▸ What is being asked
In the material below, transcribe every line from the first through the line holding "impl fmt::Debug for", exactly, and stop after that line.
┄┄┄┄┄┄
use std::fmt;
use std::path::{Path, PathBuf};

use bevy::log::warn;
use bevy::math::Vec3;

use super::builder::ScanSettings;
use super::entry::{Entry, read_prefix};
use crate::error::EntityError;

/// What an entry renders as.
#[derive(Debug, Clone, Copy, PartialEq, Eq, Hash)]
pub enum EntityKind {
    Directory,
    Image,
    Text,
    Error,
}

/// Result of selecting an entity in the scene.
#[derive(Debug, Clone, PartialEq, Eq)]
pub enum Activation {
    Descend(PathBuf),
}

type Constructor = fn(&Entry, &ScanSettings) -> Result<EntityContent, EntityError>;

impl EntityKind {
    fn constructor(self) -> Constructor {
        match self {
            Self::Directory => build_directory,
            Self::Image => build_image,
            Self::Text => build_text,
            Self::Error => build_error,
        }
    }

    /// Action taken when an entity of this kind sourced from `source` is
    /// selected. Only directories do anything.
    pub fn activation(self, source: &Path) -> Option<Activation> {
        match self {
            Self::Directory => Some(Activation::Descend(source.to_path_buf())),
            Self::Image | Self::Text | Self::Error => None,
        }
    }
}

/// RGBA8 pixels decoded off the render thread.
#[derive(Clone, PartialEq)]
pub struct DecodedImage {
    pub width: u32,
    pub height: u32,
    pub rgba: Vec<u8>,
}

impl fmt::Debug for DecodedImage {
    fn fmt(&self, f: &mut fmt::Formatter<'_>) -> fmt::Result {
        f.debug_struct("DecodedImage")
            .field("width", &self.width)
            .field("height", &self.height)
            .finish_non_exhaustive()
    }
}

/// Everything needed to render one entity, prepared during the scan.
#[derive(Debug, Clone, PartialEq)]
pub enum EntityContent {
    Error,
    Directory { name: String },
    Image(DecodedImage),
    Text(String),
}

#[derive(Debug, Clone, PartialEq)]
pub struct SceneEntity {
    pub source: PathBuf,
    /// Layout-plane position, `(x, 0, z)`.
    pub position: Vec3,
    pub content: EntityContent,
}

impl SceneEntity {
    pub fn kind(&self) -> EntityKind {
        match self.content {
            EntityContent::Error => EntityKind::Error,
            EntityContent::Directory { .. } => EntityKind::Directory,
            EntityContent::Image(_) => EntityKind::Image,
            EntityContent::Text(_) => EntityKind::Text,
        }
    }

    pub fn activation(&self) -> Option<Activation> {
        self.kind().activation(&self.source)
    }
}

/// Build the entity for `entry`. A failed construction yields an error
/// entity in the same cell.
pub fn construct_entity(
    kind: EntityKind,
    entry: &Entry,
    position: Vec3,
    settings: &ScanSettings,
) -> SceneEntity {
    let content = (kind.constructor())(entry, settings).unwrap_or_else(|err| {
        warn!("{err}");
        EntityContent::Error
    });

    SceneEntity {
        source: entry.path.clone(),
        position,
        content,
    }
}

fn build_error(_entry: &Entry, _settings: &ScanSettings) -> Result<EntityContent, EntityError> {
    Ok(EntityContent::Error)
}

fn build_directory(entry: &Entry, _settings: &ScanSettings) -> Result<EntityContent, EntityError> {
    Ok(EntityContent::Directory {
        name: entry.name.clone(),
    })
}

fn build_image(entry: &Entry, _settings: &ScanSettings) -> Result<EntityContent, EntityError> {
    let decoded = image::open(&entry.path).map_err(|err| EntityError::ConstructionFailed {
        path: entry.path.clone(),
        source: Box::new(err),
    })?;
    let rgba = decoded.to_rgba8();
    if rgba.width() == 0 || rgba.height() == 0 {
        return Err(EntityError::ConstructionFailed {
            path: entry.path.clone(),
            source: "image has no pixels".into(),
        });
    }

    Ok(EntityContent::Image(DecodedImage {
        width: rgba.width(),
        height: rgba.height(),
        rgba: rgba.into_raw(),
    }))
}

fn build_text(entry: &Entry, settings: &ScanSettings) -> Result<EntityContent, EntityError> {
    let cap = settings.text_preview_bytes;
    // One byte past the cap tells a capped read from a file that just ends.
    let mut bytes = read_prefix(&entry.path, cap.saturating_add(1)).map_err(|err| {
        EntityError::ConstructionFailed {
            path: entry.path.clone(),
            source: Box::new(err),
        }
    })?;
    let truncated = bytes.len() > cap;
    bytes.truncate(cap);

    Ok(EntityContent::Text(decode_preview(&bytes, truncated)))
}

/// Decode a byte window as UTF-8.
///
/// When `truncated` is set, a multi-byte sequence cut off at the end of the
/// window is dropped. Any other invalid byte switches to an escaped
/// byte-level rendering of the whole window.
pub fn decode_preview(bytes: &[u8], truncated: bool) -> String {
    match std::str::from_utf8(bytes) {
        Ok(text) => text.to_owned(),
        Err(err) if truncated && err.error_len().is_none() => {
            String::from_utf8_lossy(&bytes[..err.valid_up_to()]).into_owned()
        }
        Err(_) => bytes.escape_ascii().to_string(),
    }
}

#[cfg(test)]
mod tests {
    use std::fs;

    use super::*;

    fn settings() -> ScanSettings {
        ScanSettings::default()
    }

    #[test]
    fn only_directories_activate() {
        let path = Path::new("/data/sub");
        assert_eq!(
            EntityKind::Directory.activation(path),
            Some(Activation::Descend(path.to_path_buf()))
        );
        assert_eq!(EntityKind::Image.activation(path), None);
        assert_eq!(EntityKind::Text.activation(path), None);
        assert_eq!(EntityKind::Error.activation(path), None);
    }

    #[test]
    fn preview_keeps_valid_text() {
        assert_eq!(decode_preview(b"hello\nworld", false), "hello\nworld");
    }

    #[test]
    fn preview_falls_back_to_escaped_bytes() {
        assert_eq!(decode_preview(&[b'f', 0xff, 0xfe], false), "f\\xff\\xfe");
    }

    #[test]
    fn sequence_cut_by_the_cap_is_dropped() {
        let dir = tempfile::tempdir().unwrap();
        let path = dir.path().join("accents.txt");
        // "aaa€" is 6 bytes; a cap of 5 cuts the euro sign after two bytes.
        fs::write(&path, "aaa\u{20ac}").unwrap();

        let settings = ScanSettings {
            text_preview_bytes: 5,
            ..settings()
        };
        let entry = Entry::new(&path, false);
        let entity = construct_entity(EntityKind::Text, &entry, Vec3::ZERO, &settings);
        assert_eq!(entity.content, EntityContent::Text("aaa".to_string()));
    }

    #[test]
    fn short_file_ending_mid_sequence_is_escaped() {
        let dir = tempfile::tempdir().unwrap();
        let path = dir.path().join("cut.txt");
        fs::write(&path, [b'a', b'b', 0xe2, 0x82]).unwrap();

        let entry = Entry::new(&path, false);
        let entity = construct_entity(EntityKind::Text, &entry, Vec3::ZERO, &settings());
        assert_eq!(entity.content, EntityContent::Text("ab\\xe2\\x82".to_string()));
    }

    #[test]
    fn file_exactly_at_the_cap_is_not_truncated() {
        let dir = tempfile::tempdir().unwrap();
        let path = dir.path().join("exact.txt");
        fs::write(&path, [b'a', b'b', 0xe2, 0x82]).unwrap();

        let settings = ScanSettings {
            text_preview_bytes: 4,
            ..settings()
        };
        let entry = Entry::new(&path, false);
        let entity = construct_entity(EntityKind::Text, &entry, Vec3::ZERO, &settings);
        assert_eq!(entity.content, EntityContent::Text("ab\\xe2\\x82".to_string()));
    }

    #[test]
    fn text_entity_reads_at_most_the_preview_cap() {
        let dir = tempfile::tempdir().unwrap();
        let path = dir.path().join("long.txt");
        fs::write(&path, "z".repeat(1000)).unwrap();

        let entry = Entry::new(&path, false);
        let entity = construct_entity(EntityKind::Text, &entry, Vec3::ZERO, &settings());
        assert_eq!(entity.content, EntityContent::Text("z".repeat(400)));
    }

    #[test]
    fn invalid_text_renders_byte_fallback() {
        let dir = tempfile::tempdir().unwrap();
        let path = dir.path().join("latin1.txt");
        fs::write(&path, [b'c', b'a', b'f', 0xe9, b'!']).unwrap();

        let entry = Entry::new(&path, false);
        let entity = construct_entity(EntityKind::Text, &entry, Vec3::ZERO, &settings());
        assert_eq!(entity.content, EntityContent::Text("caf\\xe9!".to_string()));
    }

    #[test]
    fn unreadable_text_downgrades_to_error() {
        let dir = tempfile::tempdir().unwrap();
        let entry = Entry::new(dir.path().join("gone.txt"), false);
        let entity = construct_entity(EntityKind::Text, &entry, Vec3::ZERO, &settings());
        assert_eq!(entity.kind(), EntityKind::Error);
        assert_eq!(entity.source, entry.path);
    }

    #[test]
    fn undecodable_image_downgrades_to_error() {
        let dir = tempfile::tempdir().unwrap();
        let path = dir.path().join("broken.png");
        fs::write(&path, b"definitely not a png").unwrap();

        let entry = Entry::new(&path, false);
        let entity = construct_entity(EntityKind::Image, &entry, Vec3::ONE, &settings());
        assert_eq!(entity.kind(), EntityKind::Error);
        assert_eq!(entity.position, Vec3::ONE);
    }

    #[test]
    fn image_entity_holds_rgba_pixels() {
        let dir = tempfile::tempdir().unwrap();
        let path = dir.path().join("tiny.png");
        image::RgbaImage::from_pixel(3, 2, image::Rgba([10, 20, 30, 255]))
            .save(&path)
            .unwrap();

        let entry = Entry::new(&path, false);
        let entity = construct_entity(EntityKind::Image, &entry, Vec3::ZERO, &settings());
        let EntityContent::Image(decoded) = entity.content else {
            panic!("expected an image entity");
        };
        assert_eq!((decoded.width, decoded.height), (3, 2));
        assert_eq!(decoded.rgba.len(), 3 * 2 * 4);
        assert_eq!(&decoded.rgba[..4], &[10, 20, 30, 255]);
    }

    #[test]
    fn directory_entity_is_labelled_with_its_name() {
        let entry = Entry::new("/data/projects", true);
        let entity = construct_entity(EntityKind::Directory, &entry, Vec3::ZERO, &settings());
        assert_eq!(
            entity.content,
            EntityContent::Directory {
                name: "projects".to_string()
            }
        );
    }
}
┄┄┄┄┄┄
▸ Your solution
use std::fmt;
use std::path::{Path, PathBuf};

use bevy::log::warn;
use bevy::math::Vec3;

use super::builder::ScanSettings;
use super::entry::{Entry, read_prefix};
use crate::error::EntityError;

/// What an entry renders as.
#[derive(Debug, Clone, Copy, PartialEq, Eq, Hash)]
pub enum EntityKind {
    Directory,
    Image,
    Text,
    Error,
}

/// Result of selecting an entity in the scene.
#[derive(Debug, Clone, PartialEq, Eq)]
pub enum Activation {
    Descend(PathBuf),
}

type Constructor = fn(&Entry, &ScanSettings) -> Result<EntityContent, EntityError>;

impl EntityKind {
    fn constructor(self) -> Constructor {
        match self {
            Self::Directory => build_directory,
            Self::Image => build_image,
            Self::Text => build_text,
            Self::Error => build_error,
        }
    }

    /// Action taken when an entity of this kind sourced from `source` is
    /// selected. Only directories do anything.
    pub fn activation(self, source: &Path) -> Option<Activation> {
        match self {
            Self::Directory => Some(Activation::Descend(source.to_path_buf())),
            Self::Image | Self::Text | Self::Error => None,
        }
    }
}

/// RGBA8 pixels decoded off the render thread.
#[derive(Clone, PartialEq)]
pub struct DecodedImage {
    pub width: u32,
    pub height: u32,
    pub rgba: Vec<u8>,
}

impl fmt::Debug for DecodedImage {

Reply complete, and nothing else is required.